■ **Required work**: Check each line of the data below for the string "struct". Then give the number of lines that have it, without anything else.
### Raw data
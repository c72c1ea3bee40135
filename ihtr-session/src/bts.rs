//! BTS control session.

use std::{sync::Arc, time::Duration};

use ihtr_decoder::{OrderedTrace, decode_bts_buffer, populated_record_count};
use ihtr_protocol::{
    BTS_DEFAULT_CAPACITY, BtsConfig, BtsDataHeader, BtsRecord, BtsRequest, RequestEnvelope,
    TraceCommand,
};
use zerocopy::{FromBytes, IntoBytes};

use crate::{
    buffer::RawTraceBuffer,
    channel::TraceChannel,
    error::{SessionError, SessionResult},
    submit::{BoundedSubmitter, SubmitError},
};

/// One active BTS trace. Same lifecycle as the LBR counterpart: valid
/// from enable until disable, reused by dump and configure.
struct ActiveBtsTrace {
    config: BtsConfig,
    header: Arc<RawTraceBuffer>,
    records: Arc<RawTraceBuffer>,
    capacity: usize,
}

impl ActiveBtsTrace {
    fn request(&self) -> BtsRequest {
        BtsRequest::new(self.config, self.header.device_addr())
    }

    fn keepalive(&self) -> Vec<Arc<RawTraceBuffer>> {
        vec![Arc::clone(&self.header), Arc::clone(&self.records)]
    }
}

/// Session for the BTS trace mode.
///
/// BTS stores branches linearly; overflow handling (the near-full
/// interrupt) lives entirely in the device. The session only allocates
/// the buffer, forwards the control word verbatim, and decodes dumps.
pub struct BtsSession<C: TraceChannel> {
    submitter: BoundedSubmitter<C>,
    capacity: usize,
    active: Option<ActiveBtsTrace>,
}

impl<C: TraceChannel + Send + 'static> BtsSession<C> {
    /// Session with the default buffer capacity (1024 records).
    pub fn new(channel: C, timeout: Duration) -> Self {
        Self::with_capacity(channel, timeout, BTS_DEFAULT_CAPACITY)
    }

    /// Session with a caller-chosen buffer capacity in records.
    pub fn with_capacity(channel: C, timeout: Duration, capacity: usize) -> Self {
        Self {
            submitter: BoundedSubmitter::new(channel, timeout),
            capacity,
            active: None,
        }
    }

    /// Start tracing `pid` with the given trace-control word (forwarded
    /// verbatim to the device; zero selects the device default).
    pub fn enable(&mut self, pid: u32, bts_control: u64) -> SessionResult<(), C> {
        if self.active.is_some() {
            return Err(SessionError::AlreadyEnabled);
        }
        let records = RawTraceBuffer::zeroed(self.capacity * size_of::<BtsRecord>());
        let header_init = BtsDataHeader {
            bts_buffer_base: records.device_addr(),
            bts_index: 0,
            bts_interrupt_threshold: 0,
        };
        let header = RawTraceBuffer::from_bytes(header_init.as_bytes());
        let config = BtsConfig::new(pid, bts_control, self.capacity as u64);
        let trace = ActiveBtsTrace {
            config,
            header,
            records,
            capacity: self.capacity,
        };
        let envelope = RequestEnvelope::bts(TraceCommand::EnableBts, &trace.request());
        self.submit(envelope, trace.keepalive(), SessionError::Acquisition)?;
        log::debug!("enabled BTS trace for pid {pid}");
        self.active = Some(trace);
        Ok(())
    }

    /// Stop the active trace; see [`LbrSession::disable`] for the
    /// invalidation semantics, which are identical.
    ///
    /// [`LbrSession::disable`]: crate::LbrSession::disable
    pub fn disable(&mut self) -> SessionResult<(), C> {
        let trace = self.active.take().ok_or(SessionError::InvalidHandle)?;
        let pid = trace.config.pid;
        let envelope = RequestEnvelope::bts(TraceCommand::DisableBts, &trace.request());
        self.submit(envelope, trace.keepalive(), SessionError::Channel)?;
        log::debug!("disabled BTS trace for pid {pid}");
        Ok(())
    }

    /// Update the trace-control word without stopping the trace.
    ///
    /// An unchanged word is a no-op success. The buffer capacity is
    /// fixed at enable time and cannot be reconfigured.
    pub fn configure(&mut self, bts_control: u64) -> SessionResult<(), C> {
        let Some(trace) = self.active.as_ref() else {
            return Err(SessionError::InvalidHandle);
        };
        if trace.config.bts_config == bts_control {
            log::debug!("BTS control word unchanged ({bts_control:#x}), skipping request");
            return Ok(());
        }
        let mut config = trace.config;
        config.bts_config = bts_control;
        let request = BtsRequest::new(config, trace.header.device_addr());
        let envelope = RequestEnvelope::bts(TraceCommand::ConfigureBts, &request);
        let keepalive = trace.keepalive();
        self.submit(envelope, keepalive, SessionError::Channel)?;
        if let Some(trace) = self.active.as_mut() {
            trace.config = config;
        }
        log::debug!("configured BTS control word {bts_control:#x}");
        Ok(())
    }

    /// Materialize and decode the buffer contents.
    ///
    /// The populated length comes from the write index the device
    /// reports in the dump header; a device that reports none gets the
    /// full capacity decoded. The device keeps accumulating after a
    /// dump.
    pub fn dump(&mut self) -> SessionResult<OrderedTrace<BtsRecord>, C> {
        let Some(trace) = self.active.as_ref() else {
            return Err(SessionError::InvalidHandle);
        };
        let envelope = RequestEnvelope::bts(TraceCommand::DumpBts, &trace.request());
        let keepalive = trace.keepalive();
        let header_buf = Arc::clone(&trace.header);
        let records_buf = Arc::clone(&trace.records);
        let capacity = trace.capacity;
        let pid = trace.config.pid;
        self.submit(envelope, keepalive, SessionError::Channel)?;

        let header: BtsDataHeader = header_buf
            .snapshot_as()
            .ok_or(SessionError::BufferUnavailable)?;
        if header.bts_buffer_base == 0 {
            return Err(SessionError::BufferUnavailable);
        }
        let populated = populated_record_count(&header, capacity)?;
        let record_bytes = records_buf.snapshot();
        let records = <[BtsRecord]>::ref_from_bytes(&record_bytes)
            .map_err(|_| SessionError::BufferUnavailable)?;
        let decoded = decode_bts_buffer(records, populated)?;
        log::debug!("dumped {} BTS records for pid {pid}", decoded.len());
        Ok(decoded)
    }

    /// Whether a trace is currently enabled.
    #[must_use]
    pub fn is_enabled(&self) -> bool {
        self.active.is_some()
    }

    /// Pid of the active trace, if any.
    #[must_use]
    pub fn pid(&self) -> Option<u32> {
        self.active.as_ref().map(|trace| trace.config.pid)
    }

    fn submit(
        &mut self,
        request: RequestEnvelope,
        keepalive: Vec<Arc<RawTraceBuffer>>,
        on_reject: fn(C::Error) -> SessionError<C>,
    ) -> SessionResult<(), C> {
        self.submitter
            .submit(request, keepalive)
            .map_err(|err| match err {
                SubmitError::Rejected(source) => on_reject(source),
                SubmitError::TimedOut(bound) => SessionError::Timeout(bound),
                SubmitError::ChannelLost => SessionError::ChannelLost,
            })
    }
}

#[cfg(test)]
mod tests {
    use std::time::Duration;

    use super::*;
    use crate::channel::testing::{MockDevice, MockDeviceState};

    const TIMEOUT: Duration = Duration::from_secs(1);

    fn record(from: u64, to: u64, misc: u64) -> BtsRecord {
        BtsRecord { from, to, misc }
    }

    #[test]
    fn test_enable_dump_disable_roundtrip() {
        // Capacity 1024, three populated records: the decode must yield
        // exactly those three, oldest first, ignoring slots 3..1023.
        let state = MockDeviceState::shared();
        state.lock().unwrap().bts_records = vec![
            record(0xA, 0xB, 0),
            record(0xC, 0xD, 1),
            record(0xE, 0xF, 0),
        ];
        let mut session = BtsSession::new(MockDevice::new(&state), TIMEOUT);

        session.enable(1234, 0).unwrap();
        assert_eq!(state.lock().unwrap().bts_enabled_pid, Some(1234));

        let trace = session.dump().unwrap();
        assert_eq!(
            trace.as_slice(),
            &[
                record(0xA, 0xB, 0),
                record(0xC, 0xD, 1),
                record(0xE, 0xF, 0),
            ]
        );

        session.disable().unwrap();
        assert!(!session.is_enabled());
        assert_eq!(state.lock().unwrap().bts_enabled_pid, None);
    }

    #[test]
    fn test_dump_without_reported_index_decodes_full_capacity() {
        let state = MockDeviceState::shared();
        state.lock().unwrap().bts_report_index = false;
        state.lock().unwrap().bts_records = vec![record(1, 2, 0); 8];
        let mut session = BtsSession::with_capacity(MockDevice::new(&state), TIMEOUT, 8);
        session.enable(1, 0).unwrap();
        let trace = session.dump().unwrap();
        assert_eq!(trace.len(), 8);
    }

    #[test]
    fn test_state_machine_rejects_out_of_order_operations() {
        let state = MockDeviceState::shared();
        let mut session = BtsSession::with_capacity(MockDevice::new(&state), TIMEOUT, 8);
        assert!(matches!(session.dump(), Err(SessionError::InvalidHandle)));
        session.enable(1, 0).unwrap();
        assert!(matches!(
            session.enable(1, 0),
            Err(SessionError::AlreadyEnabled)
        ));
        session.disable().unwrap();
        assert!(matches!(session.disable(), Err(SessionError::InvalidHandle)));
    }

    #[test]
    fn test_withheld_dump_buffer_is_buffer_unavailable() {
        // The device reports a null buffer base when the trace it was
        // asked to dump no longer exists on its side.
        let state = MockDeviceState::shared();
        state.lock().unwrap().withhold_dump_buffer = true;
        let mut session = BtsSession::with_capacity(MockDevice::new(&state), TIMEOUT, 8);
        session.enable(1, 0).unwrap();
        assert!(matches!(
            session.dump(),
            Err(SessionError::BufferUnavailable)
        ));
        // The failed dump does not invalidate the handle.
        assert!(session.is_enabled());
        session.disable().unwrap();
    }

    #[test]
    fn test_configure_forwards_control_word_verbatim() {
        let state = MockDeviceState::shared();
        let mut session = BtsSession::with_capacity(MockDevice::new(&state), TIMEOUT, 8);
        session.enable(1, 0xC0).unwrap();
        assert_eq!(state.lock().unwrap().bts_control, Some(0xC0));
        session.configure(0xC0).unwrap();
        assert_eq!(state.lock().unwrap().commands, vec![6]);
        session.configure(0x1C0).unwrap();
        assert_eq!(state.lock().unwrap().bts_control, Some(0x1C0));
    }
}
######
■ **Solved problem**: 2